Cycling at the Olympics

The men's sprint at the 1960 Summer Olympics in Rome, Italy was held on 26 to 29 August 1960. There were 30 participants from 18 nations. For the first time since 1924, nations were allowed to have more than one competitor each (the limit was raised to two); for the first time since 1924, one nation took multiple medals. Italians Sante Gaiardoni and Valentino Gasparella won gold and bronze, giving Italy a four-Games podium streak with three total gold medals—second all-time behind France's five. Leo Sterckx's silver was Belgium's first medal in the men's sprint.

==Background==

This was the 12th appearance of the event, which has been held at every Summer Olympics except 1904 and 1912. None of the quarterfinalists from 1956 returned. The Italian team was favored, with Valentino Gasparella (the 1958 and 1959 world champion) and Sante Gaiardoni (the 1960 world champion, and runner-up to Gasparella in both previous years).

The British West Indies made its debut in the men's sprint; East and West Germany competed as the United Team of Germany. France made its 12th appearance, the only nation to have competed at every appearance of the event.

==Competition format==

Sprint cycling involves a series of head-to-head matches. The 1960 competition involved nine rounds: heats, a two-round repechage, 1/8 finals, another two-round repechage, quarterfinals, semifinals, and finals.

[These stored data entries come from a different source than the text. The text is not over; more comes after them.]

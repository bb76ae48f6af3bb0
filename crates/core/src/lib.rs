//! # U-Loading Core
//!
//! Core types for the U-Loading container loading engine.
//!
//! This crate provides the data model shared by the packing and unloading
//! crates.
//!
//! ## Core Components
//!
//! - **Items and zones**: `Item`, `Zone`
//! - **Geometry**: orientation enumeration, `Cuboid` overlap and contact tests
//! - **Container**: usable cargo space and its width sections
//! - **Results**: `PlacedItem`, `PackingResult`, `PackingSummary`
//! - **Solver**: `Config`, `PackingMethod`, `OrderingStrategy` and the `Solver` trait
//!
//! ## Feature Flags
//!
//! - `serde`: Enable serialization/deserialization support

pub mod container;
pub mod error;
pub mod geometry;
pub mod item;
pub mod placement;
pub mod result;
pub mod solver;

// Re-exports
pub use container::{split_width, Container, EFFICIENCY_FACTOR, SECTION_RATIO};
pub use error::{Error, Result};
pub use geometry::{Cuboid, Orientation, OrientationSet, EPSILON};
pub use item::{Item, ItemId, Zone};
pub use placement::PlacedItem;
pub use result::{PackingResult, PackingSummary};
pub use solver::{Config, OrderingStrategy, PackingMethod, Solver};
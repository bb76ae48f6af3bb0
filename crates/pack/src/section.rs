//! Width sections searched by sectioned policies.

use crate::policy::Sectioning;
use u_loading_core::geometry::EPSILON;

/// Which part of the container width a section covers.
#[derive(Debug, Clone, Copy, PartialEq, Eq)]
pub enum SectionKind {
    /// The whole width.
    Full,
    /// `[0, boundary)`.
    Large,
    /// A band around the boundary.
    Bridge,
    /// `[boundary, width)`.
    Small,
}

/// An x range an item must lie entirely within.
#[derive(Debug, Clone, Copy, PartialEq)]
pub struct Section {
    /// Which section this is.
    pub kind: SectionKind,
    /// Lower x bound.
    pub x_min: f64,
    /// Upper x bound.
    pub x_max: f64,
}

impl Section {
    /// Creates a section.
    pub fn new(kind: SectionKind, x_min: f64, x_max: f64) -> Self {
        Self { kind, x_min, x_max }
    }

    /// Returns the section width.
    pub fn width(&self) -> f64 {
        (self.x_max - self.x_min).max(0.0)
    }

    /// Checks whether an extent `dx` at `x` lies inside the section.
    pub fn fits(&self, x: f64, dx: f64) -> bool {
        x >= self.x_min - EPSILON && x + dx <= self.x_max + EPSILON
    }
}

/// Section kinds in search order.
///
/// Every item searches the large section first, then the bridge, then the
/// small section, whatever its zone.
pub fn section_kinds(sectioning: Option<&Sectioning>) -> Vec<SectionKind> {
    match sectioning {
        None => vec![SectionKind::Full],
        Some(s) if s.bridge => vec![
            SectionKind::Large,
            SectionKind::Bridge,
            SectionKind::Small,
        ],
        Some(_) => vec![SectionKind::Large, SectionKind::Small],
    }
}

/// Bounds of one section for an extent of `item_width` along x.
///
/// Only the bridge depends on the width. Without sectioning every kind
/// covers the whole width.
pub fn section_bounds(
    kind: SectionKind,
    container_width: f64,
    item_width: f64,
    sectioning: Option<&Sectioning>,
) -> Section {
    let Some(sectioning) = sectioning else {
        return Section::new(SectionKind::Full, 0.0, container_width);
    };

    let boundary = sectioning.boundary(container_width);
    match kind {
        SectionKind::Full => Section::new(kind, 0.0, container_width),
        SectionKind::Large => Section::new(kind, 0.0, boundary),
        SectionKind::Small => Section::new(kind, boundary, container_width),
        SectionKind::Bridge => {
            let reach = item_width + sectioning.buffer;
            Section::new(
                kind,
                (boundary - reach).max(0.0),
                (boundary + reach).min(container_width),
            )
        }
    }
}

/// Sections to search, in order, for an item of the given width.
///
/// Without sectioning the whole width is a single section.
pub fn sections(
    container_width: f64,
    item_width: f64,
    sectioning: Option<&Sectioning>,
) -> Vec<Section> {
    section_kinds(sectioning)
        .into_iter()
        .map(|kind| section_bounds(kind, container_width, item_width, sectioning))
        .collect()
}

#[cfg(test)]
mod tests {
    use super::*;

    #[test]
    fn test_unsectioned() {
        let s = sections(100.0, 10.0, None);
        assert_eq!(s, vec![Section::new(SectionKind::Full, 0.0, 100.0)]);
    }

    #[test]
    fn test_sections_with_bridge() {
        let s = sections(100.0, 10.0, Some(&Sectioning::with_bridge()));
        let kinds: Vec<SectionKind> = s.iter().map(|s| s.kind).collect();
        assert_eq!(
            kinds,
            vec![SectionKind::Large, SectionKind::Bridge, SectionKind::Small]
        );
        assert_eq!(s[0].x_max, 70.0);
        assert_eq!((s[1].x_min, s[1].x_max), (50.0, 90.0));
        assert_eq!((s[2].x_min, s[2].x_max), (70.0, 100.0));
    }

    #[test]
    fn test_bridge_is_clamped() {
        let s = sections(20.0, 30.0, Some(&Sectioning::with_bridge()));
        assert_eq!((s[1].x_min, s[1].x_max), (0.0, 20.0));
    }

    #[test]
    fn test_bridge_follows_extent() {
        let sectioning = Sectioning::with_bridge();
        let narrow = section_bounds(SectionKind::Bridge, 100.0, 5.0, Some(&sectioning));
        let wide = section_bounds(SectionKind::Bridge, 100.0, 40.0, Some(&sectioning));
        assert_eq!((narrow.x_min, narrow.x_max), (55.0, 85.0));
        assert_eq!((wide.x_min, wide.x_max), (20.0, 100.0));
        assert!(wide.fits(45.0, 40.0));
        assert!(!narrow.fits(45.0, 40.0));
    }

    #[test]
    fn test_sections_without_bridge() {
        let s = sections(100.0, 10.0, Some(&Sectioning::without_bridge()));
        assert_eq!(s.len(), 2);
        assert!(s[0].fits(60.0, 10.0));
        assert!(!s[0].fits(61.0, 10.0));
        assert!(s[1].fits(70.0, 30.0));
    }
}
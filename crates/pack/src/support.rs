//! Support ratio of a box resting on other boxes.

use crate::occupancy::OccupancyIndex;
use u_loading_core::geometry::{approx, Cuboid, EPSILON};

/// Share of `cuboid`'s footprint resting on top faces at exactly its bottom
/// height.
///
/// Boxes whose top is elsewhere are ignored. Top faces at one height cannot
/// overlap each other, so the union of the contact patches is their sum.
/// A box on the floor is fully supported.
pub fn support_ratio<'a>(cuboid: &Cuboid, others: impl IntoIterator<Item = &'a Cuboid>) -> f64 {
    let z = cuboid.min.z;
    if z <= EPSILON {
        return 1.0;
    }

    let supported: f64 = others
        .into_iter()
        .filter(|other| approx(other.top(), z))
        .map(|other| cuboid.footprint_overlap_area(other))
        .sum();

    supported / cuboid.footprint_area()
}

/// Checks the support ratio against a threshold.
pub fn is_supported<'a>(
    cuboid: &Cuboid,
    others: impl IntoIterator<Item = &'a Cuboid>,
    threshold: f64,
) -> bool {
    support_ratio(cuboid, others) >= threshold - EPSILON
}

/// Support ratio computed from an occupancy index.
pub fn support_ratio_in(cuboid: &Cuboid, index: &OccupancyIndex) -> f64 {
    if cuboid.min.z <= EPSILON {
        return 1.0;
    }
    support_ratio(cuboid, index.resting_at(cuboid.min.z))
}
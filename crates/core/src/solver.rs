//! Solver trait and configuration.

use crate::container::Container;
use crate::error::{Error, Result};
use crate::item::Item;
use crate::result::PackingResult;
use std::fmt;
use std::str::FromStr;

#[cfg(feature = "serde")]
use serde::{Deserialize, Serialize};

/// Placement policy used by the packer.
#[derive(Debug, Clone, Copy, PartialEq, Eq, Hash, Default)]
#[cfg_attr(feature = "serde", derive(Serialize, Deserialize))]
pub enum PackingMethod {
    /// Bottom-Left Fill over all 6 orientations (randomized orderings).
    #[default]
    BottomLeftFill,
    /// Back-to-front contact-area best fit in width sections.
    BackToFrontBestFit,
    /// First fit with full support, in width sections.
    StrictSupportSubvolume,
}

impl PackingMethod {
    /// All methods, in comparison order.
    pub const ALL: [PackingMethod; 3] = [
        PackingMethod::BottomLeftFill,
        PackingMethod::BackToFrontBestFit,
        PackingMethod::StrictSupportSubvolume,
    ];

    /// Short identifier used on the command line and in reports.
    pub fn name(&self) -> &'static str {
        match self {
            PackingMethod::BottomLeftFill => "blf",
            PackingMethod::BackToFrontBestFit => "best-fit",
            PackingMethod::StrictSupportSubvolume => "subvolume",
        }
    }

    /// Ordering used when the config does not set one.
    pub fn default_ordering(&self) -> OrderingStrategy {
        match self {
            PackingMethod::BottomLeftFill => OrderingStrategy::ZoneShuffled,
            PackingMethod::BackToFrontBestFit | PackingMethod::StrictSupportSubvolume => {
                OrderingStrategy::ZoneDescendingVolumeDescending
            }
        }
    }

    /// Iteration count used when the config does not set one.
    pub fn default_iterations(&self) -> usize {
        match self {
            PackingMethod::BottomLeftFill => 10,
            PackingMethod::BackToFrontBestFit | PackingMethod::StrictSupportSubvolume => 1,
        }
    }
}

impl fmt::Display for PackingMethod {
    fn fmt(&self, f: &mut fmt::Formatter<'_>) -> fmt::Result {
        f.write_str(self.name())
    }
}

impl FromStr for PackingMethod {
    type Err = Error;

    fn from_str(s: &str) -> Result<Self> {
        match s.trim().to_ascii_lowercase().replace('_', "-").as_str() {
            "blf" | "bottom-left-fill" | "bottomleftfill" => Ok(PackingMethod::BottomLeftFill),
            "best-fit" | "bestfit" | "back-to-front-best-fit" | "backtofrontbestfit" => {
                Ok(PackingMethod::BackToFrontBestFit)
            }
            "subvolume" | "strict-support-subvolume" | "strictsupportsubvolume" => {
                Ok(PackingMethod::StrictSupportSubvolume)
            }
            other => Err(Error::InvalidConfig(format!(
                "Unknown packing method '{}' (expected blf, best-fit or subvolume)",
                other
            ))),
        }
    }
}

/// Item ordering explored by the optimizer.
#[derive(Debug, Clone, Copy, PartialEq, Eq, Hash)]
#[cfg_attr(feature = "serde", derive(Serialize, Deserialize))]
pub enum OrderingStrategy {
    /// Sort by zone, shuffle within each zone.
    ZoneShuffled,
    /// Largest dimension first.
    MaxDimensionDescending,
    /// Zone rank descending, then volume descending.
    ZoneDescendingVolumeDescending,
    /// Zone rank ascending, then volume descending.
    ZoneAscendingVolumeDescending,
}

impl OrderingStrategy {
    /// Returns true if the ordering draws from a random source.
    pub fn is_randomized(&self) -> bool {
        matches!(self, OrderingStrategy::ZoneShuffled)
    }
}

impl fmt::Display for OrderingStrategy {
    fn fmt(&self, f: &mut fmt::Formatter<'_>) -> fmt::Result {
        let name = match self {
            OrderingStrategy::ZoneShuffled => "zone-shuffled",
            OrderingStrategy::MaxDimensionDescending => "max-dimension-desc",
            OrderingStrategy::ZoneDescendingVolumeDescending => "zone-desc-volume-desc",
            OrderingStrategy::ZoneAscendingVolumeDescending => "zone-asc-volume-desc",
        };
        f.write_str(name)
    }
}

impl FromStr for OrderingStrategy {
    type Err = Error;

    fn from_str(s: &str) -> Result<Self> {
        match s.trim().to_ascii_lowercase().replace('_', "-").as_str() {
            "zone-shuffled" | "shuffled" => Ok(OrderingStrategy::ZoneShuffled),
            "max-dimension-desc" | "max-dimension" => Ok(OrderingStrategy::MaxDimensionDescending),
            "zone-desc-volume-desc" | "zone-desc" => {
                Ok(OrderingStrategy::ZoneDescendingVolumeDescending)
            }
            "zone-asc-volume-desc" | "zone-asc" => {
                Ok(OrderingStrategy::ZoneAscendingVolumeDescending)
            }
            other => Err(Error::InvalidConfig(format!(
                "Unknown ordering strategy '{}'",
                other
            ))),
        }
    }
}

/// Packing configuration.
#[derive(Debug, Clone)]
#[cfg_attr(feature = "serde", derive(Serialize, Deserialize))]
pub struct Config {
    /// Placement policy.
    pub method: PackingMethod,

    /// Item ordering; the method's default when `None`.
    pub ordering: Option<OrderingStrategy>,

    /// Optimizer iterations; the method's default when `None`.
    pub iterations: Option<usize>,

    /// Lattice step for the x/y position scan.
    pub scan_step: f64,

    /// Seed for randomized orderings. Runs are reproducible when set.
    pub seed: Option<u64>,

    /// Run optimizer iterations on the rayon thread pool.
    pub parallel: bool,
}

impl Default for Config {
    fn default() -> Self {
        Self {
            method: PackingMethod::default(),
            ordering: None,
            iterations: None,
            scan_step: 1.0,
            seed: None,
            parallel: false,
        }
    }
}

impl Config {
    /// Creates a new configuration with default values.
    pub fn new() -> Self {
        Self::default()
    }

    /// Sets the packing method.
    pub fn with_method(mut self, method: PackingMethod) -> Self {
        self.method = method;
        self
    }

    /// Sets the item ordering.
    pub fn with_ordering(mut self, ordering: OrderingStrategy) -> Self {
        self.ordering = Some(ordering);
        self
    }

    /// Sets the number of optimizer iterations.
    pub fn with_iterations(mut self, iterations: usize) -> Self {
        self.iterations = Some(iterations);
        self
    }

    /// Sets the position scan step.
    pub fn with_scan_step(mut self, step: f64) -> Self {
        self.scan_step = step;
        self
    }

    /// Sets the random seed.
    pub fn with_seed(mut self, seed: u64) -> Self {
        self.seed = Some(seed);
        self
    }

    /// Enables parallel iterations.
    pub fn with_parallel(mut self, parallel: bool) -> Self {
        self.parallel = parallel;
        self
    }

    /// Returns the ordering in effect.
    pub fn effective_ordering(&self) -> OrderingStrategy {
        self.ordering
            .unwrap_or_else(|| self.method.default_ordering())
    }

    /// Returns the number of iterations that will actually run.
    ///
    /// Deterministic orderings always run once.
    pub fn effective_iterations(&self) -> usize {
        if self.effective_ordering().is_randomized() {
            self.iterations
                .unwrap_or_else(|| self.method.default_iterations())
        } else {
            1
        }
    }

    /// Validates the configuration.
    pub fn validate(&self) -> Result<()> {
        if !self.scan_step.is_finite() || self.scan_step <= 0.0 {
            return Err(Error::InvalidConfig(format!(
                "Scan step must be positive (got {})",
                self.scan_step
            )));
        }
        if self.iterations == Some(0) {
            return Err(Error::InvalidConfig(
                "Iteration count must be at least 1".into(),
            ));
        }
        Ok(())
    }
}

/// Trait for packing solvers.
pub trait Solver {
    /// Packs the items into the container.
    fn solve(&self, items: &[Item], container: &Container) -> Result<PackingResult>;
}
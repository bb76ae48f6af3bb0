//! Runs the packing and unloading pipeline on a scenario.

use crate::report::Comparison;
use crate::scenario::Scenario;
use serde::Serialize;
use std::time::Instant;
use u_loading::pack::{rearrange_result, validate_layout, Packer, PlacementPolicy};
use u_loading::unload::{UnloadConfig, UnloadReport, UnloadSimulator, ZoneOrder};
use u_loading::{Config, PackingMethod, PackingResult, Result, Solver};

/// Pipeline settings shared by every method.
#[derive(Debug, Clone)]
pub struct RunConfig {
    /// Overrides the method's default iteration count.
    pub iterations: Option<usize>,
    pub seed: Option<u64>,
    pub parallel: bool,
    pub scan_step: f64,
    pub unload: UnloadConfig,
    /// Destination order; natural zone order when `None`.
    pub zone_order: Option<ZoneOrder>,
}

impl Default for RunConfig {
    fn default() -> Self {
        Self {
            iterations: None,
            seed: None,
            parallel: false,
            scan_step: 1.0,
            unload: UnloadConfig::default(),
            zone_order: None,
        }
    }
}

impl RunConfig {
    pub fn new() -> Self {
        Self::default()
    }

    pub fn with_iterations(mut self, iterations: usize) -> Self {
        self.iterations = Some(iterations);
        self
    }

    pub fn with_seed(mut self, seed: u64) -> Self {
        self.seed = Some(seed);
        self
    }

    pub fn with_parallel(mut self, parallel: bool) -> Self {
        self.parallel = parallel;
        self
    }

    pub fn with_scan_step(mut self, step: f64) -> Self {
        self.scan_step = step;
        self
    }

    pub fn with_unload(mut self, unload: UnloadConfig) -> Self {
        self.unload = unload;
        self
    }

    pub fn with_zone_order(mut self, order: ZoneOrder) -> Self {
        self.zone_order = Some(order);
        self
    }

    fn packing_config(&self, method: PackingMethod) -> Config {
        let mut config = Config::new()
            .with_method(method)
            .with_scan_step(self.scan_step)
            .with_parallel(self.parallel);
        if let Some(iterations) = self.iterations {
            config = config.with_iterations(iterations);
        }
        if let Some(seed) = self.seed {
            config = config.with_seed(seed);
        }
        config
    }
}

/// Outcome of one method on one scenario.
#[derive(Debug, Clone, Serialize)]
pub struct MethodRun {
    pub method: PackingMethod,
    /// Packing after load-order rearrangement.
    pub packing: PackingResult,
    pub unload: UnloadReport,
    /// Wall time of the whole pipeline.
    pub total_time_ms: u64,
}

/// Runs scenarios through pack, validate, rearrange and unload.
#[derive(Debug, Clone, Default)]
pub struct Runner {
    config: RunConfig,
}

impl Runner {
    pub fn new(config: RunConfig) -> Self {
        Self { config }
    }

    pub fn config(&self) -> &RunConfig {
        &self.config
    }

    /// Runs a single packing method.
    pub fn run_method(&self, scenario: &Scenario, method: PackingMethod) -> Result<MethodRun> {
        let start = Instant::now();
        let container = &scenario.container;

        let packer = Packer::new(self.config.packing_config(method));
        let result = packer.solve(&scenario.items, container)?;
        validate_layout(
            &result,
            container,
            PlacementPolicy::for_method(method).support_threshold,
        )?;

        let packing = rearrange_result(&result, container);

        let order = match &self.config.zone_order {
            Some(order) => order.clone(),
            None => scenario.zone_order(),
        };
        let unload = UnloadSimulator::new(self.config.unload).simulate(&packing.placed, &order)?;

        log::info!(
            "{} on {}: {} operations, unloading cost {:.2}, {} reloads",
            method,
            scenario.name,
            unload.total_operations,
            unload.unloading_cost,
            unload.reloading_count
        );

        Ok(MethodRun {
            method,
            packing,
            unload,
            total_time_ms: start.elapsed().as_millis() as u64,
        })
    }

    /// Runs every packing method on the scenario.
    pub fn compare(&self, scenario: &Scenario) -> Result<Comparison> {
        let mut comparison = Comparison::new(&scenario.name);
        for method in PackingMethod::ALL {
            comparison.add_run(self.run_method(scenario, method)?);
        }
        Ok(comparison)
    }
}

#[cfg(test)]
mod tests {
    use super::*;
    use crate::scenario::ScenarioParser;

    fn scenario() -> Scenario {
        let json = r#"{
            "container_size": [50, 50, 50],
            "items": {
                "1": {"width": 10, "length": 10, "height": 10, "weight": 1, "location": "po1"},
                "2": {"width": 10, "length": 10, "height": 10, "weight": 1, "location": "po2"},
                "3": {"width": 20, "length": 10, "height": 10, "weight": 1, "location": "po1"},
                "4": {"width": 10, "length": 20, "height": 10, "weight": 1, "location": "po3"}
            }
        }"#;
        ScenarioParser::new().parse_json(json).unwrap()
    }

    #[test]
    fn test_run_method() {
        let runner = Runner::new(RunConfig::new().with_seed(3).with_iterations(2));
        let run = runner
            .run_method(&scenario(), PackingMethod::BottomLeftFill)
            .unwrap();

        assert_eq!(run.packing.placed.len(), 4);
        assert_eq!(run.unload.steps.len(), 3);
        let finals = run.unload.operations().filter(|op| op.action.is_final()).count();
        assert_eq!(finals, 4);
    }

    #[test]
    fn test_compare_runs_every_method() {
        let runner = Runner::new(RunConfig::new().with_seed(3).with_iterations(2));
        let comparison = runner.compare(&scenario()).unwrap();

        let methods: Vec<PackingMethod> = comparison.runs.iter().map(|r| r.method).collect();
        assert_eq!(methods, PackingMethod::ALL.to_vec());
    }

    #[test]
    fn test_zone_order_must_cover_items() {
        let order = ZoneOrder::new(["po1", "po2"]).unwrap();
        let runner = Runner::new(RunConfig::new().with_seed(1).with_zone_order(order));
        assert!(runner
            .run_method(&scenario(), PackingMethod::BottomLeftFill)
            .is_err());
    }
}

- Heats: The 37 entrants were divided into 12 heats, most of 3 cyclists but one of 4 cyclists. After 7 withdrawals, no heat had more than 3 cyclists; many had 2 and one heat had only 1 competitor. The winner of each heat advanced directly to the 1/8 finals (12 cyclists), while all other cyclists who competed were sent to the first repechage (18 cyclists).
- Repechage 1: This was a two-round repechage. The first round consisted of 9 heats of 2 cyclists. The winners advanced to the second round of the repechage, while the losers were eliminated. The second round had 3 heats of 3 cyclists each; the top 2 in each heat joined the main competition again at the 1/8 finals (6 cyclists) while the 3rd-place rider in each heat was eliminated.
- 1/8 finals: The 18 cyclists who advanced through the heats or the first repechage competed in a 1/8 finals round. There were 6 heats in this round, with 3 cyclists in each. The top cyclist in each heat advanced to the quarterfinals (6 cyclists), while the other 2 in each heat went to the second repechage (12 cyclists).
- Repechage 2: This was another two-round repechage, but with a different format. This repechage began with 4 heats of 3 cyclists each. The top cyclist in each heat advanced to the second round, while the other 2 cyclists in each heat were eliminated. The second round of this repechage featured 2 heats of 2 cyclists each, with the winners advancing to the quarterfinals and the losers eliminated.
- Quarterfinals: Beginning with the quarterfinals, all matches were one-on-one competitions and were held in best-of-three format. There were 4 quarterfinals, with the winner of each advancing to the semifinals and the loser eliminated.
- Semifinals: The two semifinals provided for advancement to the gold medal final for winners and to the bronze medal final for losers.
- Finals: Both a gold medal final and a bronze medal final were held.

==Records==

The records for the sprint are 200 metre flying time trial records, kept for the qualifying round in later Games as well as for the finish of races.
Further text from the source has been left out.